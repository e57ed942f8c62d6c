//! # WebSocket Round Trip
//!
//! A real socket against a served node: send a client message, receive the
//! lifecycle frames, then shut the node down under an open connection.

use super::support::{client_request, eventually, test_config, WAIT};
use futures::{SinkExt, StreamExt};
use nexus_node::NexusRuntime;
use serde_json::{json, Value};
use std::net::SocketAddr;
use tokio_tungstenite::tungstenite::Message;
use tokio_tungstenite::{connect_async, MaybeTlsStream, WebSocketStream};

type Socket = WebSocketStream<MaybeTlsStream<tokio::net::TcpStream>>;

async fn serve(instance_id: &str) -> (NexusRuntime, SocketAddr) {
    let runtime = NexusRuntime::new(test_config(instance_id)).await.unwrap();
    runtime.start();
    let addr = runtime.serve().await.unwrap();
    (runtime, addr)
}

async fn open(runtime: &NexusRuntime, url: String) -> Socket {
    let before = runtime.container().gateway.connection_count();
    let (socket, _) = connect_async(url).await.unwrap();
    let gateway = runtime.container().gateway.clone();
    eventually("socket registered", || gateway.connection_count() > before).await;
    socket
}

/// Next JSON text frame, skipping pings.
async fn next_json(socket: &mut Socket) -> Value {
    loop {
        let frame = tokio::time::timeout(WAIT, socket.next())
            .await
            .expect("frame in time")
            .expect("socket open")
            .unwrap();
        if let Message::Text(text) = frame {
            return serde_json::from_str(&text).unwrap();
        }
    }
}

/// Collect frames until one of type `last` arrives.
async fn frames_until(socket: &mut Socket, last: &str) -> Vec<Value> {
    let mut frames = Vec::new();
    loop {
        let frame = next_json(socket).await;
        let done = frame["event_type"] == last;
        frames.push(frame);
        if done {
            return frames;
        }
    }
}

#[tokio::test]
async fn test_update_over_websocket() {
    let (runtime, addr) = serve("ws-update").await;
    let mut socket = open(&runtime, format!("ws://{addr}/ws/42/u1")).await;

    socket
        .send(Message::Text(client_request(
            "campaign:update:v1:requested",
            json!({"patch": {"title": "X"}}),
        )))
        .await
        .unwrap();

    let frames = frames_until(&mut socket, "campaign:update:v1:success").await;
    let types: Vec<&str> = frames
        .iter()
        .filter_map(|f| f["event_type"].as_str())
        .collect();
    assert_eq!(
        types,
        vec![
            "campaign:update:v1:started",
            "campaign:state:v1:success",
            "campaign:update:v1:success",
        ]
    );
    let success = frames.last().unwrap();
    assert_eq!(success["entity_id"], "42");
    assert_eq!(success["metadata"]["actor_id"], "u1");
    assert_eq!(success["payload"]["state"]["title"], "X");

    runtime.shutdown().await;
}

#[tokio::test]
async fn test_second_socket_sees_first_sockets_update() {
    let (runtime, addr) = serve("ws-broadcast").await;
    let mut writer = open(&runtime, format!("ws://{addr}/ws/42/alice")).await;
    let mut reader = open(&runtime, format!("ws://{addr}/ws/42/bob")).await;

    writer
        .send(Message::Text(client_request(
            "campaign:update:v1:requested",
            json!({"title": "shared"}),
        )))
        .await
        .unwrap();

    let frames = frames_until(&mut reader, "campaign:update:v1:success").await;
    assert!(frames
        .iter()
        .any(|f| f["event_type"] == "campaign:state:v1:success"
            && f["payload"]["state"]["title"] == "shared"));

    runtime.shutdown().await;
}

#[tokio::test]
async fn test_rejected_message_gets_error_frame() {
    let (runtime, addr) = serve("ws-error").await;
    let mut socket = open(&runtime, format!("ws://{addr}/ws/42/u1")).await;

    socket
        .send(Message::Text(client_request("billing:charge:v1:requested", json!({}))))
        .await
        .unwrap();
    let frame = next_json(&mut socket).await;
    assert_eq!(frame["event_type"], "error");
    assert_eq!(frame["error"]["kind"], "invalid_event_type");

    socket
        .send(Message::Text(json!({"type": "ping"}).to_string()))
        .await
        .unwrap();
    assert_eq!(next_json(&mut socket).await, json!({"type": "pong"}));

    runtime.shutdown().await;
}

#[tokio::test]
async fn test_shutdown_closes_open_sockets() {
    let (runtime, addr) = serve("ws-shutdown").await;
    let mut socket = open(&runtime, format!("ws://{addr}/ws")).await;

    tokio::time::timeout(std::time::Duration::from_secs(10), runtime.shutdown())
        .await
        .unwrap();

    let closed = tokio::time::timeout(WAIT, async {
        loop {
            match socket.next().await {
                None | Some(Err(_)) | Some(Ok(Message::Close(_))) => return,
                Some(Ok(_)) => {}
            }
        }
    })
    .await;
    assert!(closed.is_ok());
    let gateway = runtime.container().gateway.clone();
    eventually("connections released", || gateway.connection_count() == 0).await;
}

**Problem description:** In the listing, return each line containing the string "NexusRuntime".

**Exercise answer:**
use nexus_node::NexusRuntime;
async fn serve(instance_id: &str) -> (NexusRuntime, SocketAddr) {
    let runtime = NexusRuntime::new(test_config(instance_id)).await.unwrap();
async fn open(runtime: &NexusRuntime, url: String) -> Socket {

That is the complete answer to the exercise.